O segundo fator identificado, trata do grau de alinhamento entre o comportamento e ações individuais do trabalhador e os objetivos organizacionais, ou seja, o quanto o indivíduo percebe a contribuição do seu trabalho para o desempenho geral da organização e sua predisposição a reorienta-lo em função de novos direcionamentos da organização. Este fator foi intitulado “Alinhamento Estratégico do Desempenho” e surgiu a partir do reagrupamento de cinco itens do fator inicialmente nomeado “Regulação do Desempenho” por Coelho Jr. et al. (2010), o qual também apresentou bom índice de consistência interna (0,88).

O terceiro fator “Execução e Avaliação das Tarefas” busca abordar os conhecimentos necessários para a execução das tarefas, percepções sobre como se dá a execução das tarefas e a avaliação das mesmas pelo trabalhador. Este fator foi proposto no estudo de Hollanda (2014), com índice de consistência satisfatório (0,88), através da junção de dois fatores da escala original: “Execução, Monitoramento e Revisão do Desempenho” e “Grau de Esforço e Conhecimento das Tarefas”. Além dos itens destes fatores, também englobou-se dois itens de outros dois fatores da escala original.

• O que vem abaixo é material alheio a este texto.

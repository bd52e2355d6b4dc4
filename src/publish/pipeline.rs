// Copyright (c) 2025 Fabstir
// SPDX-License-Identifier: BUSL-1.1
//! Two-phase publish: preview, then original, then commit
//!
//! A failed preview send aborts the item with nothing committed. A failed
//! original send is tolerated and the item is committed preview-only.

use bytes::Bytes;
use chrono::Utc;
use std::sync::Arc;
use tracing::{debug, error, info, warn};

use super::config::PublishConfig;
use super::types::{CandidateItem, PublishError, PublishOutcome, StagedPublish};
use crate::channel::{AssetKind, OutgoingAsset, OutputChannel};
use crate::history::HistoryCache;
use crate::store::{HistoryRecord, InsertOutcome};
use crate::transform::{self, extension_for, TransformConfig, TransformError};

/// Publishes candidates to the output channel and records them in the history
pub struct PublishPipeline {
    cache: Arc<HistoryCache>,
    channel: Arc<dyn OutputChannel>,
    transform: TransformConfig,
    config: PublishConfig,
}

impl PublishPipeline {
    pub fn new(
        cache: Arc<HistoryCache>,
        channel: Arc<dyn OutputChannel>,
        transform: TransformConfig,
        config: PublishConfig,
    ) -> Self {
        Self {
            cache,
            channel,
            transform,
            config,
        }
    }

    pub fn cache(&self) -> &Arc<HistoryCache> {
        &self.cache
    }

    /// Publish one discovered item
    ///
    /// Calling this twice for the same key is safe: once the first call has
    /// committed, the second is a no-op.
    pub async fn publish(&self, item: CandidateItem) -> PublishOutcome {
        if self.cache.check_exists(&item.key).await {
            debug!("Skipping {}, already published", item.key);
            return PublishOutcome::AlreadyPublished;
        }

        let extension = extension_for(&item.image_bytes);
        let (preview_bytes, preview_name) = match self.prepare_preview(&item, extension).await {
            Ok(preview) => preview,
            Err(e) => {
                warn!("Skipping {}: {}", item.key, e);
                return PublishOutcome::Skipped(PublishError::Transform(e));
            }
        };

        let preview = OutgoingAsset::upload(
            AssetKind::Photo,
            preview_bytes,
            preview_name,
            item.caption.clone(),
        );
        let preview_ref = match self.channel.send_asset(preview).await {
            Ok(asset) => asset,
            Err(e) => {
                error!("Preview send for {} failed: {}", item.key, e);
                return PublishOutcome::Skipped(PublishError::PreviewSend(e));
            }
        };

        self.pause_between_sends().await;

        let original = OutgoingAsset::upload(
            AssetKind::Document,
            item.image_bytes.clone(),
            format!("{}.{}", item.key, extension),
            self.config.original_caption(&item.key),
        );
        let original_ref = match self.channel.send_asset(original).await {
            Ok(asset) => asset.into_string(),
            Err(e) => {
                warn!(
                    "Original send for {} failed, committing preview only: {}",
                    item.key, e
                );
                String::new()
            }
        };

        let record = HistoryRecord {
            key: item.key,
            preview_ref: preview_ref.into_string(),
            original_ref,
            caption: item.caption,
            tags: item.tags,
            source_tag: item.source_tag,
            width: item.width,
            height: item.height,
            created_at: Utc::now().timestamp(),
        };

        match self.commit(record).await {
            Ok(record) => PublishOutcome::Published(record),
            Err(e) => PublishOutcome::Skipped(e),
        }
    }

    /// Commit assets the channel already holds
    ///
    /// Re-sends the staged preview (and a distinct staged original) under
    /// the page caption, then commits. A key that is already known is
    /// reported as [`PublishOutcome::AlreadyPublished`] without sending.
    pub async fn commit_staged(&self, staged: StagedPublish) -> Result<PublishOutcome, PublishError> {
        if self.cache.check_exists(&staged.key).await {
            debug!("Staged {} already published", staged.key);
            return Ok(PublishOutcome::AlreadyPublished);
        }

        let preview = OutgoingAsset::existing(
            AssetKind::Photo,
            staged.preview.clone(),
            staged.caption.clone(),
        );
        let preview_ref = self.channel.send_asset(preview).await.map_err(|e| {
            error!("Preview send for {} failed: {}", staged.key, e);
            PublishError::PreviewSend(e)
        })?;

        let original_ref = match staged.original {
            Some(original) if original != staged.preview => {
                self.pause_between_sends().await;
                let asset = OutgoingAsset::existing(
                    AssetKind::Document,
                    original,
                    self.config.original_caption(&staged.key),
                );
                match self.channel.send_asset(asset).await {
                    Ok(asset) => asset.into_string(),
                    Err(e) => {
                        warn!(
                            "Original send for {} failed, committing preview only: {}",
                            staged.key, e
                        );
                        String::new()
                    }
                }
            }
            // Preview and original are the same blob
            Some(_) => preview_ref.as_str().to_string(),
            None => String::new(),
        };

        let record = HistoryRecord {
            key: staged.key,
            preview_ref: preview_ref.into_string(),
            original_ref,
            caption: staged.caption,
            tags: staged.tags,
            source_tag: staged.source_tag,
            width: staged.width,
            height: staged.height,
            created_at: Utc::now().timestamp(),
        };

        self.commit(record).await.map(PublishOutcome::Published)
    }

    async fn commit(&self, record: HistoryRecord) -> Result<HistoryRecord, PublishError> {
        match self.cache.commit(&record).await {
            Ok(InsertOutcome::Inserted) => {
                info!("Published {} via {}", record.key, self.channel.name());
                Ok(record)
            }
            Ok(InsertOutcome::AlreadyPresent) => {
                warn!("{} was committed concurrently, record kept", record.key);
                Ok(record)
            }
            Err(e) => {
                error!("Commit of {} failed, not durably published: {}", record.key, e);
                Err(PublishError::Commit {
                    key: record.key,
                    source: e,
                })
            }
        }
    }

    /// Preview bytes and filename, transformed only when over a ceiling
    async fn prepare_preview(
        &self,
        item: &CandidateItem,
        extension: &str,
    ) -> Result<(Bytes, String), TransformError> {
        if !self
            .transform
            .needs_transform(item.image_bytes.len(), item.width, item.height)
        {
            return Ok((item.image_bytes.clone(), format!("{}.{}", item.key, extension)));
        }

        let bytes = item.image_bytes.clone();
        let config = self.transform.clone();
        let output = tokio::task::spawn_blocking(move || transform::transform(&bytes, &config))
            .await
            .map_err(|e| TransformError::Task(e.to_string()))??;

        if output.floor_reached && !output.fits(self.transform.max_bytes) {
            warn!(
                "{} still {} bytes at quality floor {}",
                item.key,
                output.bytes.len(),
                output.quality
            );
        }
        Ok((Bytes::from(output.bytes), format!("{}.jpg", item.key)))
    }

    async fn pause_between_sends(&self) {
        if !self.config.send_interval.is_zero() {
            tokio::time::sleep(self.config.send_interval).await;
        }
    }
}
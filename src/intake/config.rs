// Copyright (c) 2025 Fabstir
// SPDX-License-Identifier: BUSL-1.1
//! Configuration for the update intake

use std::time::Duration;

use crate::config::{env_flag, env_var};

/// Longest long-poll wait the Bot API accepts
pub const MAX_POLL_TIMEOUT_SECS: u64 = 50;

#[derive(Debug, Clone)]
pub struct IntakeConfig {
    /// Poll for updates at all
    pub enabled: bool,
    /// Long-poll wait per getUpdates call, in seconds
    pub poll_timeout_secs: u64,
    /// Wait after a failed getUpdates call
    pub retry_delay: Duration,
    /// A photo preview waits for a separate original file
    pub expect_original: bool,
}

impl IntakeConfig {
    /// Load configuration from environment variables
    pub fn from_env() -> Self {
        let defaults = Self::default();
        Self {
            enabled: env_flag("INTAKE_ENABLED", defaults.enabled),
            poll_timeout_secs: env_var("INTAKE_POLL_TIMEOUT_SECS")
                .and_then(|v| v.trim().parse().ok())
                .unwrap_or(defaults.poll_timeout_secs),
            retry_delay: env_var("INTAKE_RETRY_DELAY_SECS")
                .and_then(|v| v.trim().parse().ok())
                .map(Duration::from_secs)
                .unwrap_or(defaults.retry_delay),
            expect_original: env_flag("FORWARD_EXPECT_ORIGINAL", defaults.expect_original),
        }
    }

    /// Validate the configuration
    pub fn validate(&self) -> Result<(), String> {
        if self.poll_timeout_secs > MAX_POLL_TIMEOUT_SECS {
            return Err(format!(
                "Intake poll timeout cannot exceed {}s",
                MAX_POLL_TIMEOUT_SECS
            ));
        }
        if self.retry_delay.is_zero() {
            return Err("Intake retry delay must be greater than 0".to_string());
        }
        Ok(())
    }
}

impl Default for IntakeConfig {
    fn default() -> Self {
        Self {
            enabled: true,
            poll_timeout_secs: 30,
            retry_delay: Duration::from_secs(5),
            expect_original: true,
        }
    }
}
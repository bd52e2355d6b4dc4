// Copyright (c) 2025 Fabstir
// SPDX-License-Identifier: BUSL-1.1
//! Inbound bot updates
//!
//! Long-polls the Bot API for messages sent to the bot and routes them:
//! commands to the operator console, photos and files to the forward
//! session, post links to the publish pipeline. Replies go back to the
//! chat the message came from.

pub mod config;
pub mod dispatcher;
pub mod runner;
pub mod telegram;
pub mod types;

use async_trait::async_trait;

use crate::channel::ChannelError;

pub use config::IntakeConfig;
pub use dispatcher::{render_reply, UpdateDispatcher};
pub use runner::run_intake;
pub use telegram::TelegramBot;
pub use types::{parse_post_link, Chat, Document, Inbound, Message, PhotoSize, Update, User};

/// The bot side of the Bot API: receiving updates and answering them
#[async_trait]
pub trait BotApi: Send + Sync {
    /// Updates with an id of at least `offset`, waiting up to `timeout_secs`
    /// for one to arrive
    async fn get_updates(&self, offset: i64, timeout_secs: u64) -> Result<Vec<Update>, ChannelError>;

    /// Send a plain text message, optionally as a reply
    async fn send_message(
        &self,
        chat_id: i64,
        text: &str,
        reply_to: Option<i64>,
    ) -> Result<(), ChannelError>;
}
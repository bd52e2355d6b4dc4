// Copyright (c) 2025 Fabstir
// SPDX-License-Identifier: BUSL-1.1
//! Asset transformation
//!
//! Turns an arbitrary source image into a preview the output channel will
//! accept: one proportional downscale to the dimension ceiling, then a
//! bounded JPEG quality loop against the byte ceiling.

pub mod compress;
pub mod config;
pub mod image_utils;

pub use compress::{fit_within, transform, TransformError, TransformOutput};
pub use config::TransformConfig;
pub use image_utils::{decode_image_bytes, detect_format, extension_for, ImageError, ImageInfo};
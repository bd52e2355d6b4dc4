// Copyright (c) 2025 Fabstir
// SPDX-License-Identifier: BUSL-1.1
//! Records and errors shared by persistent store backends

use serde::{Deserialize, Serialize};
use thiserror::Error;

/// A durably published image, written once per key
#[derive(Debug, Clone, PartialEq, Eq, Serialize, Deserialize)]
#[serde(rename_all = "camelCase")]
pub struct HistoryRecord {
    /// Globally unique, source-namespaced key
    pub key: String,
    /// Channel reference of the preview asset
    pub preview_ref: String,
    /// Channel reference of the original asset, empty when only the preview was sent
    pub original_ref: String,
    /// Caption the preview was published with
    pub caption: String,
    /// Space separated tags
    pub tags: String,
    /// Source namespace the record came from (e.g. "yande")
    pub source_tag: String,
    /// Width of the source image in pixels
    pub width: u32,
    /// Height of the source image in pixels
    pub height: u32,
    /// Unix timestamp (seconds) of the commit
    pub created_at: i64,
}

impl HistoryRecord {
    /// Tags as stored remotely: the item's tags followed by its source tag
    pub fn stored_tags(&self) -> String {
        format!("{} {}", self.tags, self.source_tag).trim().to_string()
    }
}

/// Answer to a point existence query
#[derive(Debug, Clone, Copy, PartialEq, Eq)]
pub enum Existence {
    /// The store confirmed a row for the key
    Present,
    /// The store confirmed there is no row for the key
    Absent,
    /// The store answered, but the answer was neither a clear hit nor a clear miss
    Indeterminate,
}

/// Result of an insert-if-absent write
#[derive(Debug, Clone, Copy, PartialEq, Eq)]
pub enum InsertOutcome {
    /// A new row was written
    Inserted,
    /// A row for the key already existed and was left untouched
    AlreadyPresent,
}

/// Errors returned by persistent store backends
#[derive(Debug, Error)]
pub enum StoreError {
    #[error("Network error: {0}")]
    Network(String),

    #[error("Store request timed out after {timeout_secs}s")]
    Timeout { timeout_secs: u64 },

    #[error("Store API error: {status} - {message}")]
    Api { status: u16, message: String },

    #[error("Malformed store response: {0}")]
    Malformed(String),

    #[error("Store not configured: {0}")]
    NotConfigured(String),
}

impl StoreError {
    /// Map a transport error the same way for every remote call
    pub fn from_reqwest(err: reqwest::Error, timeout_secs: u64) -> Self {
        if err.is_timeout() {
            StoreError::Timeout { timeout_secs }
        } else {
            StoreError::Network(err.to_string())
        }
    }
}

O quarto fator identificado reflete a capacidade do indivíduo de administrar a execução e tarefas do próprio trabalho. O fator teve a nomenclatura mantida “Autogerenciamento do desempenho”, embora com a exclusão de um item que fora melhor agrupado no fator “Execução e Avaliação das Tarefas” e a inclusão de seis itens do fator “Regulação do Desempenho”. Com tais alterações na composição do fator, o mesmo apresentou uma evolução no índice de consistência interna de 0,90 (COELHO JR. et al., 2010) para 0,93 (HOLLANDA, 2014).